Work request: Please print the records below exactly as they are.

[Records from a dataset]
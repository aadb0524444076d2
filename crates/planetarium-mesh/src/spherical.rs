//! Spherical coordinates and sphere texture mapping.

use std::f32::consts::PI;

use glam::{Vec2, Vec3};

/// A point as polar angle `phi` from +Z, azimuth `theta` in the XY plane, and radius.
#[derive(Debug, Clone, Copy, PartialEq, Default)]
pub struct SphericalCoords {
    pub theta: f32,
    pub phi: f32,
    pub radius: f32,
}

impl SphericalCoords {
    /// The zero vector maps to all zeros.
    pub fn from_cartesian(v: Vec3) -> Self {
        let radius = v.length();
        if radius == 0.0 {
            return Self::default();
        }
        Self {
            theta: v.y.atan2(v.x),
            phi: (v.z / radius).clamp(-1.0, 1.0).acos(),
            radius,
        }
    }

    pub fn to_cartesian(self) -> Vec3 {
        let (sin_phi, cos_phi) = self.phi.sin_cos();
        let (sin_theta, cos_theta) = self.theta.sin_cos();
        self.radius * Vec3::new(sin_phi * cos_theta, sin_phi * sin_theta, cos_phi)
    }
}

/// Equirectangular UV for a unit direction.
pub fn sphere_uv(dir: Vec3) -> Vec2 {
    Vec2::new(0.5 + dir.x.atan2(dir.z) / (2.0 * PI), 0.5 + dir.y * 0.5)
}

#[cfg(test)]
mod tests {
    use super::*;

    #[test]
    fn test_cartesian_roundtrip() {
        for v in [
            Vec3::new(3.0, -4.0, 12.0),
            Vec3::new(-1.0, 0.5, -0.25),
            Vec3::new(0.0, 0.0, 7.0),
        ] {
            let back = SphericalCoords::from_cartesian(v).to_cartesian();
            assert!((back - v).length() < 1e-4, "{v} came back as {back}");
        }
    }

    #[test]
    fn test_zero_vector() {
        assert_eq!(SphericalCoords::from_cartesian(Vec3::ZERO), SphericalCoords::default());
    }

    #[test]
    fn test_pole_angles() {
        let north = SphericalCoords::from_cartesian(Vec3::new(0.0, 0.0, 2.0));
        assert_eq!(north.radius, 2.0);
        assert!(north.phi.abs() < 1e-6);
        let south = SphericalCoords::from_cartesian(Vec3::NEG_Z);
        assert!((south.phi - PI).abs() < 1e-6);
    }

    #[test]
    fn test_sphere_uv_ranges() {
        assert_eq!(sphere_uv(Vec3::Z), Vec2::new(0.5, 0.5));
        assert_eq!(sphere_uv(Vec3::Y).y, 1.0);
        assert_eq!(sphere_uv(Vec3::NEG_Y).y, 0.0);
        assert!((sphere_uv(Vec3::X).x - 0.75).abs() < 1e-6);
    }
}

Exercise solution:
repository aadb0524444076d2
filename crates/planetarium-mesh/src/spherical.rs
//! Spherical coordinates and sphere texture mapping.

use std::f32::consts::PI;

use glam::{Vec2, Vec3};

/// A point as polar angle `phi` from +Z, azimuth `theta` in the XY plane, and radius.
#[derive(Debug, Clone, Copy, PartialEq, Default)]
pub struct SphericalCoords {
    pub theta: f32,
    pub phi: f32,
    pub radius: f32,
}

impl SphericalCoords {
    /// The zero vector maps to all zeros.
    pub fn from_cartesian(v: Vec3) -> Self {
        let radius = v.length();
        if radius == 0.0 {
            return Self::default();
        }
        Self {
            theta: v.y.atan2(v.x),
            phi: (v.z / radius).clamp(-1.0, 1.0).acos(),
            radius,
        }
    }

    pub fn to_cartesian(self) -> Vec3 {
        let (sin_phi, cos_phi) = self.phi.sin_cos();
        let (sin_theta, cos_theta) = self.theta.sin_cos();
        self.radius * Vec3::new(sin_phi * cos_theta, sin_phi * sin_theta, cos_phi)
    }
}

/// Equirectangular UV for a unit direction.
pub fn sphere_uv(dir: Vec3) -> Vec2 {
    Vec2::new(0.5 + dir.x.atan2(dir.z) / (2.0 * PI), 0.5 + dir.y * 0.5)
}

#[cfg(test)]
mod tests {
    use super::*;

    #[test]
    fn test_cartesian_roundtrip() {
        for v in [
            Vec3::new(3.0, -4.0, 12.0),
            Vec3::new(-1.0, 0.5, -0.25),
            Vec3::new(0.0, 0.0, 7.0),
        ] {
            let back = SphericalCoords::from_cartesian(v).to_cartesian();
            assert!((back - v).length() < 1e-4, "{v} came back as {back}");
        }
    }

    #[test]
    fn test_zero_vector() {
        assert_eq!(SphericalCoords::from_cartesian(Vec3::ZERO), SphericalCoords::default());
    }

    #[test]
    fn test_pole_angles() {
        let north = SphericalCoords::from_cartesian(Vec3::new(0.0, 0.0, 2.0));
        assert_eq!(north.radius, 2.0);
        assert!(north.phi.abs() < 1e-6);
        let south = SphericalCoords::from_cartesian(Vec3::NEG_Z);
        assert!((south.phi - PI).abs() < 1e-6);
    }

    #[test]
    fn test_sphere_uv_ranges() {
        assert_eq!(sphere_uv(Vec3::Z), Vec2::new(0.5, 0.5));
        assert_eq!(sphere_uv(Vec3::Y).y, 1.0);
        assert_eq!(sphere_uv(Vec3::NEG_Y).y, 0.0);
        assert!((sphere_uv(Vec3::X).x - 0.75).abs() < 1e-6);
    }
}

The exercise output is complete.